Extracted data entries
----------------------------------------

use conveyor_digest::{Data, Digest, Word};

use crate::Metadata;

/// An opaque string identifier grouping related items (e.g. all items
/// produced from one source). Either supplied explicitly or derived from a
/// seed [`Data`] via its digest.
#[derive(Clone, Debug, PartialEq, Eq, PartialOrd, Ord, Hash)]
pub struct Chain(String);

impl Chain {
    pub fn new(value: impl Into<String>) -> Self {
        Chain(value.into())
    }

    /// Derive a chain identifier from a seed value's content digest.
    pub fn from_seed(seed: &Data) -> Self {
        Chain(seed.digest().string())
    }

    pub fn as_str(&self) -> &str {
        &self.0
    }
}

impl From<&str> for Chain {
    fn from(s: &str) -> Self {
        Chain::new(s)
    }
}

impl std::fmt::Display for Chain {
    fn fmt(&self, f: &mut std::fmt::Formatter<'_>) -> std::fmt::Result {
        f.write_str(&self.0)
    }
}

/// A timestamp without timezone; monotonic semantics are not assumed.
pub type Created = chrono::NaiveDateTime;

/// An optional opaque owner token. `None` means the item is free; `Some`
/// means a specific worker holds exclusive rights to mutate or delete it.
#[derive(Clone, Debug, PartialEq, Eq, PartialOrd, Ord, Hash, Default)]
pub struct Reserver(pub Option<String>);

impl Reserver {
    pub fn free() -> Self {
        Reserver(None)
    }

    pub fn token(token: impl Into<String>) -> Self {
        Reserver(Some(token.into()))
    }

    pub fn is_free(&self) -> bool {
        self.0.is_none()
    }

    pub fn as_deref(&self) -> Option<&str> {
        self.0.as_deref()
    }
}

/// An immutable tuple `(kind, status, data, metadata, chain, created,
/// reserver)` — one durable unit of pipeline work.
///
/// Two items are equal iff all fields except `reserver` are equal:
/// reservation is a runtime lease over an item, not part of its identity.
#[derive(Clone, Debug)]
pub struct Item {
    pub kind: Word,
    pub status: Word,
    pub data: Data,
    pub metadata: Metadata,
    pub chain: Chain,
    pub created: Created,
    pub reserver: Reserver,
}

impl Item {
    pub fn new(
        kind: Word,
        status: Word,
        data: Data,
        metadata: Metadata,
        chain: Chain,
        created: Created,
    ) -> Self {
        Item {
            kind,
            status,
            data,
            metadata,
            chain,
            created,
            reserver: Reserver::free(),
        }
    }

    /// Returns a copy of this item stripped of its reserver.
    pub fn unreserved(&self) -> Self {
        Item {
            reserver: Reserver::free(),
            ..self.clone()
        }
    }

    /// Returns a copy of this item reserved by `token`.
    pub fn reserved_by(&self, token: impl Into<String>) -> Self {
        Item {
            reserver: Reserver::token(token),
            ..self.clone()
        }
    }

    /// The key tuple identifying this item's row independent of
    /// reservation: `(kind, digest, chain, created)`.
    pub fn identity_key(&self) -> (Word, Digest, Chain, Created) {
        (
            self.kind.clone(),
            self.data.digest(),
            self.chain.clone(),
            self.created,
        )
    }
}

impl PartialEq for Item {
    fn eq(&self, other: &Self) -> bool {
        self.kind == other.kind
            && self.status == other.status
            && self.data == other.data
            && self.metadata == other.metadata
            && self.chain == other.chain
            && self.created == other.created
    }
}
impl Eq for Item {}

#[cfg(test)]
mod tests {
    use super::*;
    use conveyor_digest::Data;
    use pretty_assertions::assert_eq;

    fn item(reserver: Reserver) -> Item {
        Item {
            kind: Word::new("kind").unwrap(),
            status: Word::new("status").unwrap(),
            data: Data::new(b"v".to_vec()),
            metadata: Metadata::new(),
            chain: Chain::new("c"),
            created: chrono::NaiveDate::from_ymd_opt(1970, 1, 1)
                .unwrap()
                .and_hms_opt(0, 0, 0)
                .unwrap(),
            reserver,
        }
    }

    #[test]
    fn equality_ignores_reserver() {
        let a = item(Reserver::free());
        let b = item(Reserver::token("worker-1"));
        assert_eq!(a, b);
    }
}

----------------------------------------

EXERCISE DESCRIPTION: Beginning with the opening line above, retype the records exactly through the line with "Reserver(None)", both ends included.

OUTPUT FOR THIS TASK:
use conveyor_digest::{Data, Digest, Word};

use crate::Metadata;

/// An opaque string identifier grouping related items (e.g. all items
/// produced from one source). Either supplied explicitly or derived from a
/// seed [`Data`] via its digest.
#[derive(Clone, Debug, PartialEq, Eq, PartialOrd, Ord, Hash)]
pub struct Chain(String);

impl Chain {
    pub fn new(value: impl Into<String>) -> Self {
        Chain(value.into())
    }

    /// Derive a chain identifier from a seed value's content digest.
    pub fn from_seed(seed: &Data) -> Self {
        Chain(seed.digest().string())
    }

    pub fn as_str(&self) -> &str {
        &self.0
    }
}

impl From<&str> for Chain {
    fn from(s: &str) -> Self {
        Chain::new(s)
    }
}

impl std::fmt::Display for Chain {
    fn fmt(&self, f: &mut std::fmt::Formatter<'_>) -> std::fmt::Result {
        f.write_str(&self.0)
    }
}

/// A timestamp without timezone; monotonic semantics are not assumed.
pub type Created = chrono::NaiveDateTime;

/// An optional opaque owner token. `None` means the item is free; `Some`
/// means a specific worker holds exclusive rights to mutate or delete it.
#[derive(Clone, Debug, PartialEq, Eq, PartialOrd, Ord, Hash, Default)]
pub struct Reserver(pub Option<String>);

impl Reserver {
    pub fn free() -> Self {
        Reserver(None)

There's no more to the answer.